THIS was the message from the cat-walks in the early hours of yesterday morning at Heaven, in the West End of London. Half of the capital's drag queen community turned out in aid of the 'Fur is a Drag' campaign, writes Imogen Edwards-Jones.

As the music pumped out, Lilly Savage, Regina Fong, Lady Bunny, Kimberley and Dorina shimmied down the runway, spun and struck poses, modelling fur coats splattered in blood and decorated with traps and logos such as 'Greed Kills'.

'The fox will often gnaw off its paw as it tries to escape a trap,' announced the compere of the evening, Elvira, Mistress of the Dark. 'And minks are often saved the boredom of living in the wild to be killed by an electric shock. Dorina doesn't care that her coat consists of hundred of chinchillas who have had their necks broken, do you Dorina?' Dorina gave the audience a twirl and skipped off again, dragging her chinchilla behind her.

Next came the actress and television presenter Margi Clarke, leading boys dressed in nothing but little white aprons bearing the slogan 'We'd rather go naked than wear fur.'

The Fur is a Drag campaign marks the launch of People for the Ethical Treatment of Animals (Peta) in Britain. The world's largest animal rights organisation with more than 400,000 members, it will, since the demise of Lynx, use Britain as a foothold for the rest of Europe. It plans to campaign in Paris and Milan.

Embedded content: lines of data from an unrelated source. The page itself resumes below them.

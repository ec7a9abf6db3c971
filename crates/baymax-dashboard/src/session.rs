//! Dashboard session handle

use crate::{BusyFlags, BusyGuard, DashboardState, Ticket};
use baymax_client::ClinicalApi;
use baymax_diagnostics::{BaymaxError, Operation, Result};
use parking_lot::Mutex;
use std::sync::Arc;

/// One clinician session.
///
/// Cheap to clone; clones share state, busy flags and the API client, so
/// independent operations can run concurrently from different tasks.
#[derive(Clone)]
pub struct Dashboard {
    pub(crate) api: Arc<dyn ClinicalApi>,
    pub(crate) state: Arc<Mutex<DashboardState>>,
    pub(crate) busy: BusyFlags,
}

impl Dashboard {
    pub fn new(api: Arc<dyn ClinicalApi>) -> Self {
        Self {
            api,
            state: Arc::new(Mutex::new(DashboardState::default())),
            busy: BusyFlags::new(),
        }
    }

    /// Copy of the current state
    pub fn snapshot(&self) -> DashboardState {
        self.state.lock().clone()
    }

    pub fn is_busy(&self, operation: Operation) -> bool {
        match operation {
            Operation::SummaryFetch => self.state.lock().summary_in_flight(),
            other => self.busy.is_busy(other),
        }
    }

    /// Select a loaded patient and fetch their summary.
    ///
    /// Returns `true` if the selection changed. Selecting the current patient
    /// again does nothing.
    pub async fn select_patient(&self, patient_id: &str) -> Result<bool> {
        let changed = self.focus_patient(patient_id)?;
        if changed {
            self.refresh_after_selection().await;
        }
        Ok(changed)
    }

    /// Select a loaded patient without fetching the summary
    pub fn focus_patient(&self, patient_id: &str) -> Result<bool> {
        let mut state = self.state.lock();
        if state.directory.find(patient_id).is_none() {
            return Err(BaymaxError::UnknownPatient(patient_id.to_string()));
        }
        let changed = state.set_selection(Some(patient_id.to_string()));
        if changed {
            log::debug!("selected {patient_id}");
        }
        Ok(changed)
    }

    /// Replace the typed drug name
    pub fn set_drug_input(&self, text: impl Into<String>) {
        self.state.lock().drug_input = text.into();
    }

    /// Take and clear the banner message
    pub fn take_banner(&self) -> Option<String> {
        self.state.lock().banner.take()
    }

    pub(crate) fn begin(&self, operation: Operation) -> Result<BusyGuard> {
        self.busy
            .try_begin(operation)
            .ok_or(BaymaxError::Busy(operation))
    }

    pub(crate) fn ticket(&self) -> Result<Ticket> {
        self.state
            .lock()
            .ticket()
            .ok_or(BaymaxError::NoPatientSelected)
    }

    /// Run the summary fetch a selection change calls for
    pub(crate) async fn refresh_after_selection(&self) {
        if let Err(e) = self.refresh_summary().await {
            log::debug!("summary refresh skipped: {e}");
        }
    }
}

Tasty Tim, who bought the idea for the show over from New York, said there had been a fur revival in Britain that needed to be quashed immediately: 'It's not so much the older generation, but the younger fashion students who are using fur in their shows. The campaign has got to be taken to the clubbing community and this is the best way of doing it, educating at a club level.'

(Photograph omitted)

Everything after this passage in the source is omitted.